I drew this from a royalty-free vintage photo I found on the Web. I was captivated by his facial curves, long neck, and obviously self-confident air. I was going to name him “Art” since those are the only three letters visible on his cap.

But, I did a little more internet searching and discovered that the “A•R•T” letters are part of this particular seaman’s vessel name. (Seaman’s caps bear the name of their ship, apparently.) He was an “unidentified Australian crew member on the modified Leander Class cruiser HMAS Hobart.”  The photo was shot in Aden, Yemen in February 1940 (Second World War).

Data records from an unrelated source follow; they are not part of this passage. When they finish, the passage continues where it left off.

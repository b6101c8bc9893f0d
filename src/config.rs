//! Runtime configuration with layered precedence: TOML file, then `STRATUM_*` environment
//! variables, then command-line overrides.

use std::path::{Path, PathBuf};
use std::sync::Arc;
use std::time::Duration;

use anyhow::Context as _;
use tracing::level_filters::LevelFilter;

use crate::convert::external::{DEFAULT_RASTERIZER, DEFAULT_TRANSCODER, ExternalConverter};
use crate::convert::format::{Converter, QualityTier};
use crate::convert::raster::RasterConverter;
use crate::design::store::DesignRepository;
use crate::export::controller::{ControllerSettings, ExportController};
use crate::export::queue::InProcessQueue;
use crate::export::store::JobStore;
use crate::foundation::error::{StratumError, StratumResult};
use crate::storage::ArtifactStorage;

const ENV_PREFIX: &str = "STRATUM_";
const DEFAULT_EXPORT_ROOT: &str = "exports";
const DEFAULT_WORKERS: usize = 2;
const DEFAULT_CONVERSION_TIMEOUT_SECS: u64 = 120;
const DEFAULT_RETENTION_HOURS: u64 = 24;
const MAX_WORKERS: usize = 64;
const MAX_RETENTION_HOURS: u64 = 24 * 365;

/// Settings for the export pipeline and the binary around it.
#[derive(Clone, Debug, PartialEq, serde::Serialize, serde::Deserialize)]
#[serde(default, deny_unknown_fields)]
pub struct StratumConfig {
    /// Root directory of export artifacts.
    pub export_root: PathBuf,
    /// Number of export worker threads.
    pub workers: usize,
    /// Upper bound on a single external conversion step.
    pub conversion_timeout_secs: u64,
    /// How long completed artifacts are kept.
    pub retention_hours: u64,
    /// Rasterizer program (ImageMagick-compatible command line).
    pub rasterizer: PathBuf,
    /// Transcoder program (ffmpeg-compatible command line).
    pub transcoder: PathBuf,
    /// Quality used when a request names none.
    pub default_quality: QualityTier,
    /// Base log level (`trace`, `debug`, `info`, `warn`, `error`, `off`).
    pub log_level: String,
}

impl Default for StratumConfig {
    fn default() -> Self {
        Self {
            export_root: PathBuf::from(DEFAULT_EXPORT_ROOT),
            workers: DEFAULT_WORKERS,
            conversion_timeout_secs: DEFAULT_CONVERSION_TIMEOUT_SECS,
            retention_hours: DEFAULT_RETENTION_HOURS,
            rasterizer: PathBuf::from(DEFAULT_RASTERIZER),
            transcoder: PathBuf::from(DEFAULT_TRANSCODER),
            default_quality: QualityTier::default(),
            log_level: "info".to_string(),
        }
    }
}

/// Command-line overrides; `None` keeps the configured value.
#[derive(Clone, Debug, Default)]
pub struct ConfigOverrides {
    /// Override `export_root`.
    pub export_root: Option<PathBuf>,
    /// Override `workers`.
    pub workers: Option<usize>,
    /// Override `conversion_timeout_secs`.
    pub conversion_timeout_secs: Option<u64>,
    /// Override `rasterizer`.
    pub rasterizer: Option<PathBuf>,
    /// Override `transcoder`.
    pub transcoder: Option<PathBuf>,
    /// Override `default_quality`.
    pub default_quality: Option<QualityTier>,
    /// Override `log_level`.
    pub log_level: Option<String>,
}

impl StratumConfig {
    /// Load from an optional TOML file and the process environment, then validate.
    pub fn load(path: Option<&Path>) -> anyhow::Result<Self> {
        let mut config = match path {
            Some(path) => Self::from_file(path)?,
            None => Self::default(),
        };
        config
            .apply_env(std::env::vars())
            .context("apply STRATUM_* environment overrides")?;
        config.validate().context("validate configuration")?;
        Ok(config)
    }

    /// Parse a TOML file. Missing keys take their defaults.
    pub fn from_file(path: &Path) -> anyhow::Result<Self> {
        let text = std::fs::read_to_string(path)
            .with_context(|| format!("read config '{}'", path.display()))?;
        Self::from_toml(&text).with_context(|| format!("parse config '{}'", path.display()))
    }

    /// Parse TOML text.
    pub fn from_toml(text: &str) -> StratumResult<Self> {
        toml::from_str(text).map_err(|e| StratumError::validation(format!("invalid config: {e}")))
    }

    /// Apply `STRATUM_<KEY>` overrides from `vars`. Unrelated variables are ignored.
    pub fn apply_env<I>(&mut self, vars: I) -> StratumResult<()>
    where
        I: IntoIterator<Item = (String, String)>,
    {
        for (key, value) in vars {
            let Some(name) = key.strip_prefix(ENV_PREFIX) else {
                continue;
            };
            let value = value.trim();
            match name.to_ascii_lowercase().as_str() {
                "export_root" => self.export_root = PathBuf::from(value),
                "workers" => self.workers = parse_env(&key, value)?,
                "conversion_timeout_secs" => self.conversion_timeout_secs = parse_env(&key, value)?,
                "retention_hours" => self.retention_hours = parse_env(&key, value)?,
                "rasterizer" => self.rasterizer = PathBuf::from(value),
                "transcoder" => self.transcoder = PathBuf::from(value),
                "default_quality" => self.default_quality = QualityTier::parse(value)?,
                "log_level" => self.log_level = value.to_string(),
                _ => {}
            }
        }
        Ok(())
    }

    /// Apply command-line overrides.
    pub fn apply_overrides(&mut self, overrides: &ConfigOverrides) {
        if let Some(v) = &overrides.export_root {
            self.export_root = v.clone();
        }
        if let Some(v) = overrides.workers {
            self.workers = v;
        }
        if let Some(v) = overrides.conversion_timeout_secs {
            self.conversion_timeout_secs = v;
        }
        if let Some(v) = &overrides.rasterizer {
            self.rasterizer = v.clone();
        }
        if let Some(v) = &overrides.transcoder {
            self.transcoder = v.clone();
        }
        if let Some(v) = overrides.default_quality {
            self.default_quality = v;
        }
        if let Some(v) = &overrides.log_level {
            self.log_level = v.clone();
        }
    }

    /// Check ranges and names.
    pub fn validate(&self) -> StratumResult<()> {
        if self.export_root.as_os_str().is_empty() {
            return Err(invalid("export_root", "must not be empty"));
        }
        if !(1..=MAX_WORKERS).contains(&self.workers) {
            return Err(invalid("workers", format!("must be within 1..={MAX_WORKERS}")));
        }
        if self.conversion_timeout_secs == 0 {
            return Err(invalid("conversion_timeout_secs", "must be positive"));
        }
        if !(1..=MAX_RETENTION_HOURS).contains(&self.retention_hours) {
            return Err(invalid(
                "retention_hours",
                format!("must be within 1..={MAX_RETENTION_HOURS}"),
            ));
        }
        if self.rasterizer.as_os_str().is_empty() {
            return Err(invalid("rasterizer", "must not be empty"));
        }
        if self.transcoder.as_os_str().is_empty() {
            return Err(invalid("transcoder", "must not be empty"));
        }
        self.level_filter()?;
        Ok(())
    }

    /// Parsed `log_level`.
    pub fn level_filter(&self) -> StratumResult<LevelFilter> {
        self.log_level
            .trim()
            .parse::<LevelFilter>()
            .map_err(|_| invalid("log_level", format!("unknown level '{}'", self.log_level)))
    }

    /// Conversion timeout as a [`Duration`].
    pub fn conversion_timeout(&self) -> Duration {
        Duration::from_secs(self.conversion_timeout_secs)
    }

    /// Controller settings derived from this config.
    pub fn controller_settings(&self, asset_root: Option<PathBuf>) -> ControllerSettings {
        ControllerSettings {
            retention: time::Duration::hours(
                i64::try_from(self.retention_hours).unwrap_or(MAX_RETENTION_HOURS as i64),
            ),
            default_quality: self.default_quality,
            asset_root,
        }
    }

    /// Subprocess converter using the configured programs and timeout.
    pub fn external_converter(&self) -> ExternalConverter {
        ExternalConverter::new(
            self.rasterizer.clone(),
            self.transcoder.clone(),
            self.conversion_timeout(),
        )
    }

    /// Wire a controller with an in-process queue, fresh job store and initialized storage.
    pub fn build_controller(
        &self,
        designs: Arc<dyn DesignRepository>,
        engine: Engine,
        asset_root: Option<PathBuf>,
    ) -> StratumResult<ExportController> {
        let storage = ArtifactStorage::new(self.export_root.clone());
        storage.init()?;
        let converter: Arc<dyn Converter> = match engine {
            Engine::External => Arc::new(self.external_converter()),
            Engine::Builtin => Arc::new(RasterConverter::new(asset_root.clone())),
        };
        Ok(ExportController::new(
            designs,
            Arc::new(JobStore::new()),
            Arc::new(InProcessQueue::new()),
            converter,
            storage,
        )
        .with_settings(self.controller_settings(asset_root)))
    }
}

/// Conversion backend selection.
#[derive(Clone, Copy, Debug, Default, PartialEq, Eq, clap::ValueEnum)]
pub enum Engine {
    /// External rasterizer and transcoder programs.
    #[default]
    External,
    /// In-process SVG rasterizer (svg, png and jpg only).
    Builtin,
}

fn parse_env<T: std::str::FromStr>(key: &str, value: &str) -> StratumResult<T>
where
    T::Err: std::fmt::Display,
{
    value
        .parse()
        .map_err(|e| StratumError::validation(format!("invalid value for `{key}`: {e}")))
}

fn invalid(key: &'static str, reason: impl Into<String>) -> StratumError {
    StratumError::validation(format!(
        "invalid configuration for `{key}`: {}",
        reason.into()
    ))
}

#[cfg(test)]
#[path = "../tests/unit/config.rs"]
mod tests;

My depiction makes him look a bit more burly and of the tobacco-chewing persuasion perhaps! What a proud fellow, yes?

(click image to enlarge)
sailor boy

(6″ x 6″  pen & ink and watercolor on paper)
Displayed artwork © 2015 Kim Reading. All rights reserved.

Original photo:


Photo credit:
Damien Peter Parer.


4 responses to “Sailor Boy

  1. What a fabulous photo to start with and then what an equally fabulous and very different portrait. I think the main difference is that his even longer jaw line now makes him more pugnacious and not-to-be-messed-with. The story of his ship’s name, Hobart, is also wonderful. Suits him much better than Art, which has too many lofty overtones for this supremely down-to-earth character. Yes, he’s proud and he’s confident, and I think he’s also wise in his own universe, in his own dimension.


  2. Interesting. I like your drawing/painting very much and I like knowing the story behind it.


  3. So cool. Love the black and white with a touch of browns!